Gdzie Diabeł nie może, tam Arsenal pomoże, porażka 1:2

Gdzie Diabeł nie może, tam Arsenal pomoże, porażka 1:2 22.11.2014, 19:30, Michał Koba 2721 komentarzy

W dzisiejszym spotkaniu oglądaliśmy dwa zupełnie różne oblicza Arsenalu. W pierwszej połowie podopieczni Arsene'a Wengera kontrolowali przebieg gry i tylko brak skuteczności oraz świetne interwencje Davida De Gei sprawiły, że do szatni zawodnicy schodzili przy bezbramkowym remisie.

Niestety w drugiej części meczu Kanonierzy nie potrafili pójść za ciosem i zamiast wykorzystać słabą dyspozycję rywala, pozwolili mu uwierzyć, że może dziś walczyć o korzystny rezultat. Po kontuzji Jacka Wilshere'a gra gospodarzy kompletnie się posypała i wróciły zmory z ostatnich tygodni: przez rozkojarzenie i beznadziejne ustawienie defensywy Arsenal stracił dwie bramki, a obietnice o wyciągnięciu wniosków ze swoich błędów okazały się słowami rzucanymi na wiatr.

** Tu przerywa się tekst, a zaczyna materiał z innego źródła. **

use std::fs;
use std::io::Write;
use std::path::{
  Path,
  PathBuf
};

use anyhow::{
  Context,
  anyhow
};
use chrono::NaiveDate;
use taskflow_shared::BackupFile;
use tempfile::NamedTempFile;
use tracing::{
  debug,
  info
};

/// Writes the backup into `dir`
/// atomically and returns the final
/// path.
#[tracing::instrument(skip(backup), fields(size = backup.bytes.len()))]
pub fn save(
  dir: &Path,
  backup: &BackupFile,
  today: NaiveDate
) -> anyhow::Result<PathBuf> {
  fs::create_dir_all(dir).with_context(
    || {
      format!(
        "failed to create {}",
        dir.display()
      )
    }
  )?;

  let path =
    dir.join(backup.file_name(today));
  debug!(file = %path.display(), "writing backup atomically");

  let mut temp = NamedTempFile::new_in(dir)
    .with_context(|| {
      format!(
        "failed to create temp file in \
         {}",
        dir.display()
      )
    })?;
  temp.write_all(&backup.bytes)?;
  temp.flush()?;
  temp.persist(&path).map_err(|err| {
    anyhow!(
      "failed to persist {}: {}",
      path.display(),
      err
    )
  })?;

  info!(file = %path.display(), "backup saved");
  Ok(path)
}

The Gunners po raz kolejny rozegrali fatalne spotkanie i stracili trzy punkty, co sprawia, że ich zła sytuacja w tabeli tylko się pogorszyła. Po dwunastu kolejkach piłkarze z północnego Londynu z dorobkiem 17 punktów zajmują dopiero ósme miejsce w Premier League.

Oba zespoły na boisko wybiegły w następujących składach:

Arsenal: Szczęsny - Chambers, Mertesacker, Monreal, Gibbs - Arteta, Wilshere - Oxlade-Chamberlain, Ramsey, Alexis - Welbeck.

Manchester United: De Gea - Smalling, McNair, Blackett, Shaw - Valencia, Carrick, Fellaini, Di Maria - Rooney, van Persie.

Na początku obie drużyny starały się rozpoznać przeciwnika i spokojnie rozgrywały piłkę. Dopiero w 5. minucie coś wydarzyło się pod bramką De Gei; Danny Welbeck otrzymał podanie od Alexisa i z ostrego kąta starał się trafić do siatki, ale jego strzał został zablokowany.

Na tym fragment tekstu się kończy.